Went to the Gunshow over the weekend (August 2nd & 3rd), the overall turnout was lower than I expected, kind of weak actualy. But what can you expect when the total amount of advertising was one ad in the clasifieds, one 4 inch ad in the local "free"
paper and one internet ad. The Sullivan Arena, where the event was held didn't even carry it on their list of events. Most of the vendors were of the private and "garage sale" variety. Conspicuously absent were any of the "big" local gun stores.
One of the niftiest tables at the show was the Alaska Machine Gun Association expo. These guys are all about the recreational shooting of machineguns and are prepared to tell you all about how you too, can legally own, and shoot a machine gun. Their table (really a half dozen tables that took up the better part of an aisle was strewn with a huge assortment of grade-A bang-bangs. I've showcased here a few of the most notable pieces.
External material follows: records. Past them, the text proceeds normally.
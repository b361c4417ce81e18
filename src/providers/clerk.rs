//! Clerk identity provider.
//!
//! Clerk issues two kinds of bearer credentials: structured session tokens
//! (RS256 JWTs signed against the instance's JWKS) and opaque OAuth access
//! tokens. Which resolution path a token takes is decided purely by its
//! shape:
//!
//! - structured tokens are verified locally against
//!   `{issuer}/.well-known/jwks.json`;
//! - opaque tokens are resolved by calling `{issuer}/oauth/userinfo` with the
//!   token as bearer credential.
//!
//! For tools that need a richer profile than the token payload carries,
//! [`ClerkProvider::fetch_profile`] additionally supports a Backend API
//! lookup (`{api_base}/v1/users/{user_id}`) authenticated with the configured
//! secret key — never with the end user's token.

use std::time::Duration;

use async_trait::async_trait;
use serde_json::Value;

use crate::claims::{ClaimMap, RawClaims};
use crate::error::{transport_error, AuthError, Result};
use crate::identity::Identity;
use crate::provider::IdentityProvider;
use crate::token::TokenKind;
use crate::verify::SignatureVerifier;

/// Default Clerk Backend API host.
const DEFAULT_API_BASE: &str = "https://api.clerk.com";

/// Immutable configuration for a [`ClerkProvider`].
///
/// Set once at provider construction and never mutated afterward.
#[derive(Debug, Clone)]
pub struct ClerkConfig {
    /// Instance issuer domain, e.g. `https://clerk.example.com`. Matched
    /// exactly against structured-token `iss` claims.
    pub issuer: String,
    /// Whether structured tokens are signature-verified. `false` is a
    /// development-only downgrade; a warning is logged on every use.
    pub verify_signatures: bool,
    /// Secret key (`sk_...`) for Backend API profile lookups. Only used on
    /// the remote-resolution path, never sent to end users.
    pub secret_key: Option<String>,
    /// Backend API base for administrative lookups.
    pub api_base: String,
    /// JWKS cache lifetime.
    pub cache_ttl: Duration,
    /// Clock-skew tolerance in seconds for expiry checks.
    pub leeway_seconds: u64,
    /// Timeout applied to every remote call.
    pub http_timeout: Duration,
}

impl ClerkConfig {
    /// Create a configuration for the given issuer domain with signature
    /// verification enabled.
    pub fn new(issuer: impl Into<String>) -> Self {
        Self {
            issuer: issuer.into(),
            verify_signatures: true,
            secret_key: None,
            api_base: DEFAULT_API_BASE.to_string(),
            cache_ttl: Duration::from_secs(3600),
            leeway_seconds: 0,
            http_timeout: Duration::from_secs(10),
        }
    }

    /// Set the Backend API secret key.
    pub fn with_secret_key(mut self, secret_key: impl Into<String>) -> Self {
        self.secret_key = Some(secret_key.into());
        self
    }

    /// Enable or disable signature verification (development only when
    /// disabled).
    pub fn with_signature_verification(mut self, enabled: bool) -> Self {
        self.verify_signatures = enabled;
        self
    }

    /// Override the Backend API base URL.
    pub fn with_api_base(mut self, api_base: impl Into<String>) -> Self {
        self.api_base = api_base.into();
        self
    }

    /// Set clock-skew tolerance in seconds.
    pub fn with_leeway(mut self, seconds: u64) -> Self {
        self.leeway_seconds = seconds;
        self
    }
}

/// Clerk identity provider.
///
/// # Example
///
/// ```rust,ignore
/// use mcp_identity::providers::{ClerkConfig, ClerkProvider};
///
/// let provider = ClerkProvider::new(
///     ClerkConfig::new("https://clerk.example.com").with_secret_key("sk_live_..."),
/// )?;
///
/// let ctx = provider.authenticate(&bearer_token).await?;
/// println!("user: {}", ctx.user_id());
/// ```
#[derive(Debug)]
pub struct ClerkProvider {
    config: ClerkConfig,
    verifier: SignatureVerifier,
    http_client: reqwest::Client,
    claim_map: ClaimMap,
}

impl ClerkProvider {
    /// Create a new Clerk provider.
    pub fn new(config: ClerkConfig) -> Result<Self> {
        if config.issuer.is_empty() {
            return Err(AuthError::configuration("Clerk issuer domain is required"));
        }

        let http_client = reqwest::Client::builder()
            .timeout(config.http_timeout)
            .build()
            .map_err(|e| AuthError::configuration(format!("failed to build HTTP client: {e}")))?;

        let jwks_uri = format!(
            "{}/.well-known/jwks.json",
            config.issuer.trim_end_matches('/')
        );
        let verifier = SignatureVerifier::new(
            config.issuer.clone(),
            jwks_uri,
            http_client.clone(),
            config.cache_ttl,
        )
        .with_leeway(config.leeway_seconds)
        .with_signature_verification(config.verify_signatures);

        Ok(Self {
            config,
            verifier,
            http_client,
            claim_map: ClaimMap::clerk(),
        })
    }

    fn endpoint(&self, path: &str) -> String {
        format!("{}{path}", self.config.issuer.trim_end_matches('/'))
    }

    /// Resolve an opaque token through the userinfo endpoint.
    ///
    /// Non-success statuses surface as [`AuthError::Upstream`]; the
    /// verification path downgrades that to a plain rejection.
    async fn fetch_userinfo(&self, token: &str) -> Result<RawClaims> {
        let url = self.endpoint("/oauth/userinfo");
        tracing::debug!(url = %url, "resolving opaque token via userinfo endpoint");

        let response = self
            .http_client
            .get(&url)
            .bearer_auth(token)
            .send()
            .await
            .map_err(|e| transport_error("userinfo request failed", &e))?;

        let status = response.status();
        if !status.is_success() {
            let message = response.text().await.unwrap_or_default();
            return Err(AuthError::upstream(status.as_u16(), message));
        }

        response
            .json::<Value>()
            .await
            .map_err(|e| AuthError::transient(format!("userinfo response is not valid JSON: {e}")))
    }

    /// Fetch the richest available profile for the given token.
    ///
    /// Opaque tokens go straight to the userinfo endpoint. Structured tokens
    /// are verified locally, then the subject is looked up through the
    /// Backend API with the configured secret key. Failures on this path are
    /// returned as error values for the calling tool; they never reject the
    /// enclosing request.
    pub async fn fetch_profile(&self, token: &str) -> Result<RawClaims> {
        match TokenKind::classify(token) {
            TokenKind::Opaque => self.fetch_userinfo(token).await,
            TokenKind::Structured => {
                // The secret-key check precedes everything else so a
                // misconfigured server fails fast without any network call.
                let secret_key = self.config.secret_key.as_deref().ok_or_else(|| {
                    AuthError::configuration(
                        "Clerk secret key is not configured; cannot resolve profiles for \
                         session tokens",
                    )
                })?;

                let claims = self.verifier.verify(token).await?;
                let user_id = claims
                    .get("sub")
                    .and_then(Value::as_str)
                    .ok_or_else(|| {
                        AuthError::unauthorized("verified token is missing a subject claim")
                    })?;

                let url = format!(
                    "{}/v1/users/{user_id}",
                    self.config.api_base.trim_end_matches('/')
                );
                tracing::debug!(url = %url, "resolving profile via Backend API");

                let response = self
                    .http_client
                    .get(&url)
                    .bearer_auth(secret_key)
                    .send()
                    .await
                    .map_err(|e| transport_error("Backend API request failed", &e))?;

                let status = response.status();
                if !status.is_success() {
                    let message = response.text().await.unwrap_or_default();
                    return Err(AuthError::upstream(status.as_u16(), message));
                }

                response.json::<Value>().await.map_err(|e| {
                    AuthError::transient(format!("Backend API response is not valid JSON: {e}"))
                })
            },
        }
    }
}

#[async_trait]
impl IdentityProvider for ClerkProvider {
    fn id(&self) -> &'static str {
        "clerk"
    }

    fn issuer(&self) -> &str {
        &self.config.issuer
    }

    async fn verify(&self, token: &str) -> Result<RawClaims> {
        match TokenKind::classify(token) {
            TokenKind::Structured => self.verifier.verify(token).await,
            TokenKind::Opaque => match self.fetch_userinfo(token).await {
                // On the authentication path a rejected userinfo call means
                // the credential is bad, not that a tool call failed.
                Err(AuthError::Upstream { status, .. }) => Err(AuthError::unauthorized(format!(
                    "userinfo endpoint rejected token (status {status})"
                ))),
                other => other,
            },
        }
    }

    fn normalize(&self, claims: &RawClaims) -> Identity {
        self.claim_map.normalize(claims)
    }

    fn authorization_endpoint(&self) -> String {
        self.endpoint("/oauth/authorize")
    }

    fn token_endpoint(&self) -> String {
        self.endpoint("/oauth/token")
    }

    fn registration_endpoint(&self) -> Option<String> {
        Some(self.endpoint("/oauth/register"))
    }
}

#[cfg(test)]
mod tests {
    use super::*;

    #[test]
    fn fresh_config_verifies_signatures() {
        // The development-only downgrade must never be reachable by default.
        let config = ClerkConfig::new("https://clerk.example.com");
        assert!(config.verify_signatures);

        let provider = ClerkProvider::new(config).unwrap();
        assert!(provider.verifier.is_enabled());
    }

    #[test]
    fn empty_issuer_is_a_configuration_error() {
        let err = ClerkProvider::new(ClerkConfig::new("")).unwrap_err();
        assert!(matches!(err, AuthError::Configuration(_)));
    }

    #[test]
    fn endpoints_derive_from_issuer() {
        let provider = ClerkProvider::new(ClerkConfig::new("https://clerk.example.com")).unwrap();
        assert_eq!(provider.issuer(), "https://clerk.example.com");
        assert_eq!(
            provider.authorization_endpoint(),
            "https://clerk.example.com/oauth/authorize"
        );
        assert_eq!(
            provider.token_endpoint(),
            "https://clerk.example.com/oauth/token"
        );
        assert_eq!(
            provider.registration_endpoint().as_deref(),
            Some("https://clerk.example.com/oauth/register")
        );
        assert!(provider.uses_discovery());
    }

    #[test]
    fn normalize_uses_clerk_vocabulary() {
        let provider = ClerkProvider::new(ClerkConfig::new("https://clerk.example.com")).unwrap();
        let identity = provider.normalize(&serde_json::json!({
            "sub": "user_2",
            "first_name": "Jane",
            "last_name": "Doe",
            "image_url": "https://img.clerk.com/jane.png"
        }));
        assert_eq!(identity.user_id, "user_2");
        assert_eq!(identity.name.as_deref(), Some("Jane Doe"));
        assert_eq!(
            identity.picture.as_deref(),
            Some("https://img.clerk.com/jane.png")
        );
    }
}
Here we have a Johnson Rifle, Model of 1941, arguably a superior weapon to the M1 Garand. Notable for both it's greater magazine capacity and it's ability to reload while still in battery, not many were made (unfortunately).
Here is a veritble eastern bloc history lesson, plus one (from left to right); Mosin Nagant M91/30 sniper, Škorpion vz. 61 chambered for .32 ACP), Vz. 52 Light Machine Gun, and the PPSh-41 Submachine Gun.
Up front is what was touted as a "Finnish re-finnished" AK-47 (I can only assume it's a Valmet 62), behind that is a modern take on a classic piece of hardware, the Steyr MG-74, direct descendant of the MG-42, and peeking shyly around the back is a STEN Mk II submachine gun.
While not a firearm this Morning Star was not entirely out of place, and indeed would be a welcome critter club in my household.
That's all for now, hopefully the fall show (October 11th & 12th, Palmer State Fairgrounds) will have a better turnout.